Date: 2016-03-18 02:18 am (UTC)
From: [identity profile] ninjarat.livejournal.com
Yup. One of the best cons I've been to in a long time. Okay, technically the only con I've been to in a long time. Still, I enjoyed it more than most of the other cons I've attended.

It's a shame I had to miss the Argon reading. Maybe next year I'll book a room for Saturday night.

I picked up and read "Bloodsuckers". They payoff is *totally* worth it.

Finished the first two Balanced Sword books. "Fear me," indeed. The third is on the pile. Near the top.

I learned something today that does a little to address your dismay about not being able to sign ebooks. Barnes & Noble have folio cases for their readers and tablets which are designed to be autographed. They even come with paint pens specifically for the purpose.

Date: 2016-03-18 02:57 pm (UTC)
From: [identity profile] ninjarat.livejournal.com
A couple of the e-Ink readers I own have stylus input but... they suck, quite frankly. You need a high sensitivity digitizing grid and a lot of processing power to run it in order to capture input like that in close enough to real time that it doesn't look like an Etch-a-Sketch. I own a Tegra Note 7 which when new a year and a half ago was one of the most powerful 7" tablets around, and it has a capacitive stylus and a processor core dedicated to stylus input. It's okay for taking notes but it fails when it comes to dashing off autographs.

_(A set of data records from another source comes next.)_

use std::{
    fs, io,
    path::{Path, PathBuf},
    time::Duration,
};

use anyhow::Context;
use serde::Deserialize;
use session_core::{
    OrchestratorConfig, DEFAULT_BLOCK_COOLDOWN, DEFAULT_SESSION_DIR, DEFAULT_SYNC_FALLBACK,
};
use shared::domain::PhoneNumber;
use tracing::warn;

#[derive(Debug, Clone, PartialEq, Eq)]
pub struct ConsoleSettings {
    pub session_dir: PathBuf,
    pub default_phone: Option<String>,
    pub block_cooldown_secs: u64,
    pub sync_fallback_secs: u64,
}

impl Default for ConsoleSettings {
    fn default() -> Self {
        Self {
            session_dir: PathBuf::from(DEFAULT_SESSION_DIR),
            default_phone: None,
            block_cooldown_secs: DEFAULT_BLOCK_COOLDOWN.as_secs(),
            sync_fallback_secs: DEFAULT_SYNC_FALLBACK.as_secs(),
        }
    }
}

impl ConsoleSettings {
    pub fn orchestrator_config(&self) -> anyhow::Result<OrchestratorConfig> {
        let default_phone = self
            .default_phone
            .as_deref()
            .map(str::trim)
            .filter(|raw| !raw.is_empty())
            .map(PhoneNumber::parse)
            .transpose()
            .context("invalid default phone number")?;

        Ok(OrchestratorConfig {
            session_dir: self.session_dir.clone(),
            default_phone,
            block_cooldown: Duration::from_secs(self.block_cooldown_secs),
            sync_fallback: Duration::from_secs(self.sync_fallback_secs),
        })
    }
}

#[derive(Debug, Default, Deserialize)]
struct FileSettings {
    session_dir: Option<PathBuf>,
    default_phone: Option<String>,
    block_cooldown_secs: Option<u64>,
    sync_fallback_secs: Option<u64>,
}

/// Defaults, then the TOML file at `path` if present, then `APP__*` variables.
pub fn load_settings(path: &Path) -> ConsoleSettings {
    load_settings_with(path, |key| std::env::var(key).ok())
}

fn load_settings_with(path: &Path, env: impl Fn(&str) -> Option<String>) -> ConsoleSettings {
    let mut settings = ConsoleSettings::default();

    match fs::read_to_string(path) {
        Ok(raw) => match toml::from_str::<FileSettings>(&raw) {
            Ok(file) => {
                if let Some(v) = file.session_dir {
                    settings.session_dir = v;
                }
                if file.default_phone.is_some() {
                    settings.default_phone = file.default_phone;
                }
                if let Some(v) = file.block_cooldown_secs {
                    settings.block_cooldown_secs = v;
                }
                if let Some(v) = file.sync_fallback_secs {
                    settings.sync_fallback_secs = v;
                }
            }
            Err(err) => {
                warn!(path = %path.display(), "config: ignoring unparsable settings file: {err}");
            }
        },
        Err(err) if err.kind() == io::ErrorKind::NotFound => {}
        Err(err) => warn!(path = %path.display(), "config: cannot read settings file: {err}"),
    }

    if let Some(v) = env("APP__SESSION_DIR") {
        settings.session_dir = PathBuf::from(v);
    }
    if let Some(v) = env("APP__DEFAULT_PHONE") {
        settings.default_phone = Some(v);
    }
    if let Some(secs) = env_secs(&env, "APP__BLOCK_COOLDOWN_SECS") {
        settings.block_cooldown_secs = secs;
    }
    if let Some(secs) = env_secs(&env, "APP__SYNC_FALLBACK_SECS") {
        settings.sync_fallback_secs = secs;
    }

    settings
}

fn env_secs(env: &impl Fn(&str) -> Option<String>, key: &str) -> Option<u64> {
    let raw = env(key)?;
    match raw.trim().parse::<u64>() {
        Ok(secs) => Some(secs),
        Err(err) => {
            warn!(key, value = %raw, "config: ignoring invalid duration: {err}");
            None
        }
    }
}

#[cfg(test)]
mod tests {
    use std::collections::HashMap;

    use super::*;

    fn no_env(_: &str) -> Option<String> {
        None
    }

    fn env_from(pairs: &[(&str, &str)]) -> impl Fn(&str) -> Option<String> {
        let vars: HashMap<String, String> = pairs
            .iter()
            .map(|(k, v)| (k.to_string(), v.to_string()))
            .collect();
        move |key| vars.get(key).cloned()
    }

    #[test]
    fn missing_file_yields_defaults() {
        let dir = tempfile::tempdir().expect("tempdir");
        let settings = load_settings_with(&dir.path().join("absent.toml"), no_env);
        assert_eq!(settings, ConsoleSettings::default());
        assert_eq!(settings.block_cooldown_secs, 600);
        assert_eq!(settings.sync_fallback_secs, 10);
    }

    #[test]
    fn file_values_then_env_overrides() {
        let dir = tempfile::tempdir().expect("tempdir");
        let path = dir.path().join("session.toml");
        fs::write(
            &path,
            "session_dir = \"/srv/wa/auth\"\ndefault_phone = \"+62 812 3456 7\"\nsync_fallback_secs = 3\n",
        )
        .expect("write config");

        let from_file = load_settings_with(&path, no_env);
        assert_eq!(from_file.session_dir, PathBuf::from("/srv/wa/auth"));
        assert_eq!(from_file.default_phone.as_deref(), Some("+62 812 3456 7"));
        assert_eq!(from_file.sync_fallback_secs, 3);
        assert_eq!(from_file.block_cooldown_secs, 600);

        let overridden = load_settings_with(
            &path,
            env_from(&[
                ("APP__SESSION_DIR", "/tmp/other"),
                ("APP__BLOCK_COOLDOWN_SECS", "30"),
            ]),
        );
        assert_eq!(overridden.session_dir, PathBuf::from("/tmp/other"));
        assert_eq!(overridden.block_cooldown_secs, 30);
        assert_eq!(overridden.sync_fallback_secs, 3);
    }

    #[test]
    fn invalid_numbers_and_broken_files_are_ignored() {
        let dir = tempfile::tempdir().expect("tempdir");
        let path = dir.path().join("session.toml");
        fs::write(&path, "session_dir = [").expect("write config");

        let settings = load_settings_with(
            &path,
            env_from(&[
                ("APP__BLOCK_COOLDOWN_SECS", "ten minutes"),
                ("APP__SYNC_FALLBACK_SECS", "-1"),
            ]),
        );
        assert_eq!(settings, ConsoleSettings::default());
    }

    #[test]
    fn orchestrator_config_normalizes_the_phone() {
        let settings = ConsoleSettings {
            default_phone: Some("+62 812-3456-7".into()),
            block_cooldown_secs: 5,
            ..ConsoleSettings::default()
        };
        let config = settings.orchestrator_config().expect("config");
        assert_eq!(
            config.default_phone.as_ref().map(PhoneNumber::as_str),
            Some("6281234567")
        );
        assert_eq!(config.block_cooldown, Duration::from_secs(5));

        let blank = ConsoleSettings {
            default_phone: Some("  ".into()),
            ..ConsoleSettings::default()
        };
        assert_eq!(blank.orchestrator_config().expect("config").default_phone, None);

        let bad = ConsoleSettings {
            default_phone: Some("operator".into()),
            ..ConsoleSettings::default()
        };
        assert!(bad.orchestrator_config().is_err());
    }
}
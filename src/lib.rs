//! Async bridge over the FoundationDB C client
//!
//! The native client reports every asynchronous operation as a future handle
//! that must be given a callback and destroyed exactly once. This crate turns
//! those handles into tokio-awaitable results:
//!
//! - [`Multiplexer`] is the one native callback, routing wakes by handle
//! - [`FutureAdapter`] owns one native future and its disposal
//! - [`Database`], [`Tenant`] and [`Transaction`] own native handles whose
//!   destroy order follows from ownership
//! - [`WatchStream`] yields successive values of a key without missing changes
//! - [`FdbClient`] boots the network thread and ties it all together

mod bridge;
mod client;
mod config;
pub mod constants;
mod errors;
mod handles;
mod metrics;
mod native;
mod scoped_timer;
mod watch;

pub use bridge::*;
pub use client::*;
pub use config::*;
pub use errors::*;
pub use handles::*;
pub use metrics::*;
pub use native::*;
pub use watch::*;


//-----------------------------------------------------------
// Test utils
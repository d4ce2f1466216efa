use std::collections::BTreeMap;

use config::ConfigError;
use serde::Deserialize;
use serde::Serialize;

use crate::Error;
use crate::OptionValue;
use crate::Result;

/// An option value as written in a config file or environment variable
///
/// `true` sets a flag option, `false` leaves it unset.
#[derive(Debug, Serialize, Deserialize, Clone, PartialEq, Eq)]
#[serde(untagged)]
pub enum ConfiguredOption {
    Flag(bool),
    Int(i64),
    Text(String),
}

impl ConfiguredOption {
    /// The value to apply; `None` for a disabled flag.
    pub fn to_option_value(&self) -> Option<OptionValue> {
        match self {
            ConfiguredOption::Flag(true) => Some(OptionValue::Flag),
            ConfiguredOption::Flag(false) => None,
            ConfiguredOption::Int(v) => Some(OptionValue::Int(*v)),
            ConfiguredOption::Text(s) => Some(OptionValue::Text(s.clone())),
        }
    }
}

impl From<bool> for ConfiguredOption {
    fn from(v: bool) -> Self {
        ConfiguredOption::Flag(v)
    }
}

impl From<i64> for ConfiguredOption {
    fn from(v: i64) -> Self {
        ConfiguredOption::Int(v)
    }
}

impl From<&str> for ConfiguredOption {
    fn from(v: &str) -> Self {
        ConfiguredOption::Text(v.to_string())
    }
}

impl From<String> for ConfiguredOption {
    fn from(v: String) -> Self {
        ConfiguredOption::Text(v)
    }
}

/// Rejects blank option names in one config section.
pub(super) fn validate_option_names(
    section: &str,
    options: &BTreeMap<String, ConfiguredOption>,
) -> Result<()> {
    if options.keys().any(|name| name.trim().is_empty()) {
        return Err(Error::Config(ConfigError::Message(format!(
            "{section}.options contains an empty option name"
        ))));
    }
    Ok(())
}
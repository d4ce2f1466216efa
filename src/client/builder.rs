use std::path::PathBuf;
use std::sync::Arc;

use tokio::runtime::Handle;
use tracing::debug;

use super::FdbClient;
use crate::BridgeConfig;
use crate::BridgeContext;
use crate::BuiltinOptions;
use crate::ConfiguredOption;
use crate::Error;
use crate::Multiplexer;
use crate::NativeApi;
use crate::NetworkThread;
use crate::OptionRegistry;
use crate::Result;

pub struct FdbClientBuilder {
    api: Arc<dyn NativeApi>,
    config: BridgeConfig,
    options: Arc<dyn OptionRegistry>,
}

impl FdbClientBuilder {
    /// Create a new builder with default config and the builtin option tables
    pub fn new(api: Arc<dyn NativeApi>) -> Self {
        Self {
            api,
            config: BridgeConfig::default(),
            options: Arc::new(BuiltinOptions),
        }
    }

    /// Completely replaces the configuration
    ///
    /// Discards settings made earlier through the granular methods such as
    /// [`api_version`](FdbClientBuilder::api_version).
    pub fn config(
        mut self,
        config: BridgeConfig,
    ) -> Self {
        self.config = config;
        self
    }

    /// Set the runtime API version (default: 710)
    pub fn api_version(
        mut self,
        version: i32,
    ) -> Self {
        self.config.network.api_version = version;
        self
    }

    /// Set the cluster file used by [`FdbClient::database`]
    pub fn cluster_file(
        mut self,
        path: impl Into<PathBuf>,
    ) -> Self {
        self.config.database.cluster_file = Some(path.into());
        self
    }

    pub fn network_option(
        mut self,
        name: &str,
        value: impl Into<ConfiguredOption>,
    ) -> Self {
        self.config.network.options.insert(name.to_string(), value.into());
        self
    }

    pub fn database_option(
        mut self,
        name: &str,
        value: impl Into<ConfiguredOption>,
    ) -> Self {
        self.config.database.options.insert(name.to_string(), value.into());
        self
    }

    /// Replace the option registry (default: [`BuiltinOptions`])
    pub fn option_registry(
        mut self,
        options: Arc<dyn OptionRegistry>,
    ) -> Self {
        self.options = options;
        self
    }

    /// Validates the config, starts the multiplexer on the current tokio
    /// runtime and boots the network thread.
    pub fn start(self) -> Result<FdbClient> {
        let config = self.config.validate()?;
        Handle::try_current().map_err(|_| Error::NoRuntime)?;

        let mux = Multiplexer::start()?;
        let network = NetworkThread::boot(self.api.clone(), &config.network, self.options.clone())?;
        debug!(?config, "client started");

        Ok(FdbClient {
            config,
            ctx: BridgeContext::new(self.api, mux, self.options),
            network: Arc::new(network),
        })
    }
}
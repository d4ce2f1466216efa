//! Resource handles
//!
//! [`Database`], [`Tenant`] and [`Transaction`] each own one native handle.
//! Children hold a reference to their parent's handle, so the native destroy
//! order (transaction, then tenant, then database) follows from ownership and
//! `Drop` is the release path:
//!
//! ```text
//! Transaction --> TenantInner --> DatabaseInner
//!      \______________________________^
//! ```

mod database;
mod range;
mod tenant;
mod transaction;

pub use database::*;
pub use range::*;
pub use tenant::*;
pub use transaction::*;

Date: 2016-03-18 04:01 pm (UTC)
From: [identity profile] ninjarat.livejournal.com
Now that I've had a chance to consider what I wrote I think that capturing autographs and signatures directly on reader devices might not be the right way to do it. Does it make sense to you to sign a copy of the title page or frontispiece, photograph it with the device's camera, and attach that image to the book somehow?